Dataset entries
=== Section Start ===
//! AI Client module
//!
//! HTTP client for OpenAI-compatible chat/completions endpoints, with a
//! simple (whole response) path and an SSE streaming path. Both are exposed
//! to the pipeline through [`CompletionBackend`].

pub mod config;
pub mod core;
pub mod simple;
pub mod streaming;

use async_trait::async_trait;
use tokio::sync::mpsc;

use crate::ai::backend::CompletionBackend;
use crate::ai::streaming::StreamPart;
use crate::ai::types::{ApiKey, CompletionRequest};
use crate::error::UpstreamError;

// Re-export main types
pub use config::AiClientConfig;
pub use core::AiClient;

#[async_trait]
impl CompletionBackend for AiClient {
    async fn complete(
        &self,
        request: &CompletionRequest,
        credentials: &ApiKey,
    ) -> Result<String, UpstreamError> {
        self.call_simple(request, credentials).await
    }

    async fn complete_streaming(
        &self,
        request: &CompletionRequest,
        credentials: &ApiKey,
    ) -> Result<mpsc::UnboundedReceiver<StreamPart>, UpstreamError> {
        self.call_streaming(request, credentials).await
    }
}
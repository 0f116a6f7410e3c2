//! Per-run state machine
//!
//! `Idle -> Stage1Running -> Stage1Done -> Stage2Running -> Stage2Done`,
//! with `Failed` reachable from either running state. `Stage2Done` and
//! `Failed` are terminal.

use std::fmt;
use std::time::Instant;

use tracing::{debug, warn};

use super::Stage;

#[derive(Debug, Clone, PartialEq, Eq)]
pub enum CotState {
    Idle,
    Stage1Running,
    Stage1Done,
    Stage2Running,
    Stage2Done,
    Failed { stage: Stage, detail: String },
}

impl CotState {
    pub fn is_terminal(&self) -> bool {
        matches!(self, CotState::Stage2Done | CotState::Failed { .. })
    }

    /// Whether `next` is a legal successor of this state
    pub fn can_advance_to(&self, next: &CotState) -> bool {
        use CotState::*;
        match (self, next) {
            (Idle, Stage1Running)
            | (Stage1Running, Stage1Done)
            | (Stage1Done, Stage2Running)
            | (Stage2Running, Stage2Done) => true,
            (Stage1Running, Failed { stage, .. }) => *stage == Stage::Reasoning,
            (Stage2Running, Failed { stage, .. }) => *stage == Stage::Advice,
            _ => false,
        }
    }
}

impl fmt::Display for CotState {
    fn fmt(&self, f: &mut fmt::Formatter<'_>) -> fmt::Result {
        match self {
            CotState::Idle => write!(f, "idle"),
            CotState::Stage1Running => write!(f, "stage 1 running"),
            CotState::Stage1Done => write!(f, "stage 1 done"),
            CotState::Stage2Running => write!(f, "stage 2 running"),
            CotState::Stage2Done => write!(f, "stage 2 done"),
            CotState::Failed { stage, detail } => write!(f, "{} failed: {}", stage, detail),
        }
    }
}

/// Tracks one generation through its states
#[derive(Debug)]
pub struct CotRun {
    persona: String,
    state: CotState,
    started: Instant,
}

impl CotRun {
    pub fn new(persona: impl Into<String>) -> Self {
        Self {
            persona: persona.into(),
            state: CotState::Idle,
            started: Instant::now(),
        }
    }

    pub fn state(&self) -> &CotState {
        &self.state
    }

    /// Move to `next` if the transition is legal.
    ///
    /// Illegal transitions leave the state unchanged. Returns the state after
    /// the attempt.
    pub fn advance(&mut self, next: CotState) -> &CotState {
        if self.state.can_advance_to(&next) {
            debug!(
                persona = %self.persona,
                elapsed_ms = self.started.elapsed().as_millis() as u64,
                "CoT: {} -> {}",
                self.state,
                next
            );
            self.state = next;
        } else {
            warn!(
                persona = %self.persona,
                "CoT: rejected transition {} -> {}",
                self.state,
                next
            );
        }
        &self.state
    }

    /// Record a failure of the running stage
    pub fn fail(&mut self, stage: Stage, detail: impl fmt::Display) -> &CotState {
        self.advance(CotState::Failed {
            stage,
            detail: detail.to_string(),
        })
    }
}
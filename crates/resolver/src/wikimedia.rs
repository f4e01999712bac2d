//! Wikimedia Commons client: the two-stage fetch and the naming scheme
//! shared by cache hits and the source link.

use std::collections::BTreeMap;
use std::time::Duration;

use serde::Deserialize;

use crate::{ResolveError, Result};

pub const COMMONS_API_URL: &str = "https://commons.wikimedia.org/w/api.php";
pub const COMMONS_FILE_PAGE_BASE: &str = "https://commons.wikimedia.org/wiki/File:";

/// Requested thumbnail width in pixels.
pub const DEFAULT_THUMB_WIDTH: u32 = 700;
/// Per-stage request timeout.
pub const DEFAULT_TIMEOUT: Duration = Duration::from_secs(1);

// Wikimedia asks API clients to identify themselves.
pub const USER_AGENT: &str = concat!("flagfinder/", env!("CARGO_PKG_VERSION"));

#[derive(Debug, Clone)]
pub struct ClientConfig {
    pub api_url: String,
    pub thumb_width: u32,
    pub timeout: Duration,
    pub user_agent: String,
}

impl Default for ClientConfig {
    fn default() -> Self {
        Self {
            api_url: COMMONS_API_URL.to_string(),
            thumb_width: DEFAULT_THUMB_WIDTH,
            timeout: DEFAULT_TIMEOUT,
            user_agent: USER_AGENT.to_string(),
        }
    }
}

impl ClientConfig {
    pub fn with_api_url(mut self, url: impl Into<String>) -> Self {
        self.api_url = url.into();
        self
    }

    pub fn with_thumb_width(mut self, width: u32) -> Self {
        self.thumb_width = width;
        self
    }

    pub fn with_timeout(mut self, timeout: Duration) -> Self {
        self.timeout = timeout;
        self
    }

    pub fn with_user_agent(mut self, user_agent: impl Into<String>) -> Self {
        self.user_agent = user_agent.into();
        self
    }
}

/// Where a flag's thumbnail lives and what Commons calls the file.
#[derive(Debug, Clone, PartialEq, Eq)]
pub struct FlagDescriptor {
    pub thumbnail_url: String,
    pub filename: String,
}

pub struct CommonsClient {
    http: reqwest::Client,
    config: ClientConfig,
}

impl CommonsClient {
    pub fn new(config: ClientConfig) -> Self {
        let http = reqwest::Client::builder()
            .user_agent(config.user_agent.as_str())
            .timeout(config.timeout)
            .build()
            .expect("failed to build http client");
        Self { http, config }
    }

    /// Stage 1: ask the Commons API where the country's flag thumbnail is.
    pub async fn fetch_flag_descriptor(&self, country: &str) -> Result<FlagDescriptor> {
        let title = format!("File:Flag of {country}.svg");
        let width = self.config.thumb_width.to_string();
        tracing::debug!("querying {} for {:?}", self.config.api_url, title);

        let response = self
            .http
            .get(&self.config.api_url)
            .query(&[
                ("action", "query"),
                ("format", "json"),
                ("prop", "pageimages"),
                ("titles", title.as_str()),
                ("pithumbsize", width.as_str()),
            ])
            .send()
            .await
            .map_err(metadata_error)?;

        let status = response.status();
        if !status.is_success() {
            return Err(ResolveError::MetadataHttp {
                status: status.as_u16(),
                reason: status.canonical_reason().unwrap_or("unknown").to_string(),
            });
        }

        let body: QueryResponse = response.json().await.map_err(|e| {
            if e.is_timeout() {
                ResolveError::MetadataTimeout
            } else {
                ResolveError::MetadataMalformed {
                    country: country.to_string(),
                }
            }
        })?;

        body.into_descriptor()
            .ok_or_else(|| ResolveError::MetadataMalformed {
                country: country.to_string(),
            })
    }

    /// Stage 2: download the thumbnail bytes.
    pub async fn fetch_image(&self, url: &str) -> Result<Vec<u8>> {
        tracing::debug!("downloading flag thumbnail from {url}");

        let response = self.http.get(url).send().await.map_err(image_error)?;

        let status = response.status();
        if !status.is_success() {
            return Err(ResolveError::ImageHttp {
                status: status.as_u16(),
                reason: status.canonical_reason().unwrap_or("unknown").to_string(),
            });
        }

        let bytes = response.bytes().await.map_err(image_error)?;
        Ok(bytes.to_vec())
    }
}

fn metadata_error(e: reqwest::Error) -> ResolveError {
    if e.is_timeout() {
        ResolveError::MetadataTimeout
    } else {
        ResolveError::MetadataTransport(e)
    }
}

fn image_error(e: reqwest::Error) -> ResolveError {
    if e.is_timeout() {
        ResolveError::ImageTimeout
    } else {
        ResolveError::ImageTransport(e)
    }
}

/// The Commons filename for a country's flag, also used as the attribution
/// on cache hits: `Flag_of_France.svg`, `Flag_of_Bosnia_and_Herzegovina.svg`.
pub fn commons_filename(country: &str) -> String {
    let words: Vec<&str> = country.split_whitespace().collect();
    format!("Flag_of_{}.svg", words.join("_"))
}

/// The Commons file page for an attribution, shown as the source link.
pub fn commons_file_page(attribution: &str) -> String {
    format!("{COMMONS_FILE_PAGE_BASE}{attribution}")
}

/// Shape of the stage-1 response, `query.pages.{pageid}`. The response keys
/// pages by pageid; a query for one title yields one page.
#[derive(Debug, Deserialize)]
struct QueryResponse {
    query: Option<QueryBody>,
}

#[derive(Debug, Deserialize)]
struct QueryBody {
    pages: Option<BTreeMap<String, Page>>,
}

#[derive(Debug, Deserialize)]
struct Page {
    thumbnail: Option<Thumbnail>,
    pageimage: Option<String>,
}

#[derive(Debug, Deserialize)]
struct Thumbnail {
    source: Option<String>,
}

impl QueryResponse {
    fn into_descriptor(self) -> Option<FlagDescriptor> {
        let page = self.query?.pages?.into_values().next()?;
        Some(FlagDescriptor {
            thumbnail_url: page.thumbnail?.source?,
            filename: page.pageimage?,
        })
    }
}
=== Section End ===
Your answer should consist of copies of the lines above that include the string "FlagDescriptor".

SOLUTION TO THIS PROBLEM
pub struct FlagDescriptor {
    pub async fn fetch_flag_descriptor(&self, country: &str) -> Result<FlagDescriptor> {
    fn into_descriptor(self) -> Option<FlagDescriptor> {
        Some(FlagDescriptor {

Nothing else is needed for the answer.